Annie Battle, Les Echos, 7 septembre 1999
Internet fait naître une nouvelle génération de micro et toutes petites entreprises, qui travaillent parfois sur un bout de table… 15 000 nouveaux cyberentrepreneurs apparaissent tous les mois aux Etats-Unis. Ils seront 50 millions l’an prochain.
« J’ai démarré mon affaire il y a trois ans avec mon frère qui travaille pour une société de serveurs et m’a permis de disposer d’un site Web gratuit. Je voulais diffuser des informations sur la communication télépathique avec les animaux. Voila d’où je suis parti. Puis je suis devenu distributeur de nourritures pour chat et chien Flint River Ranch. L’affaire a très bien marché, suffisamment pour que suis puisse quitter mon job… ». Des cyberentrepreneurs en chambre; il en naît 15 000 nouveaux tous les mois aux Etats-Unis, on prévoit qu’ils seront 50 millions l’an prochain, dont 27 millions de SOHO (small office-home office).
Des affaires de famille.
Ces micro-entreprises ont en effet souvent leur siège dans la cuisine et, pour plus du tiers, ce sont des affaires qui mobilisent femme et enfants. Les créatrices sont d’ailleurs en majorité des femmes. Les cyberentreprises constituent une activité d’appoint mais peuvent se transformer en start-up pour déboucher sur un « gros business », comme Mirabilis, micro-entreprise israélienne passée à 280 millions de dollars en deux ans.
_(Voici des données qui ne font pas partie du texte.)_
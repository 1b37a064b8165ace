//! Layout seed position of a node.

use serde::{Deserialize, Serialize};

/// 2D position used only to seed the collaborator's layout.
#[derive(Debug, Clone, Copy, PartialEq, Default, Serialize, Deserialize)]
pub struct Position {
  pub x: f64,
  pub y: f64,
}

impl Position {
  pub fn new(x: f64, y: f64) -> Self {
    Self { x, y }
  }

  pub fn offset(self, dx: f64, dy: f64) -> Self {
    Self {
      x: self.x + dx,
      y: self.y + dy,
    }
  }

  pub fn below(self, dy: f64) -> Self {
    self.offset(0.0, dy)
  }
}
Elles ne nécessitent pas de gros investissement. On peut créer un site avec moins de 10 000 francs, surtout si on l’installe au Québec, paradis des aventuriers du Web. Leur domaine privilégié est celui des micro-activités dans les services et donne lieu à une débauche d’inventivité : de la création de « circuits de nage avec les dauphins en liberté » aux psychanalyses on line. Mais elles proposent aussi les produits les plus originaux, bas à couture ou voitures de collaborateurs de chez Renault, histoires « osées », fossiles, distributeurs de chewing-gum de collection… Et pour se jeter dans ces aventures, il n’est pas nécessaire d’être un spécialiste des ordinateurs et des réseaux électroniques. On peut sous-traiter hébergement, conception et graphisme…
Révolution de l’esprit d’entreprise
Pour profiter de ce gisement d’activités, il va falloir encourager une révolution de l’esprit d’entreprise en France, car on continue d’y mépriser les « petits boulots ». Le commerce électronique vers les particuliers y reste très modeste, les grandes entreprises « tâtent l’eau du bout de l’orteil », les micro-entreprises sont encore rares sur le Web. L’auteur de l’ouvrage (1), Denis ETTIGHOFFER, ancien directeur développement des NTIC pour Bossard Consultants, a lancé, avec le soutien de la Caisse des Dépôts et Consignations, une étude sur le développement un peu partout dans le monde de ces innovateurs qui « ouvrent une boutique sur un coin de la Toile ». Le livre en détaille les résultats. Très loin d’une étude savante, il dessine un panorama très concret des pratiques dont le moteur est « money, money » et qui font naître une avalanche de micro-entreprises individuelles et familiales fourmillant d’idées.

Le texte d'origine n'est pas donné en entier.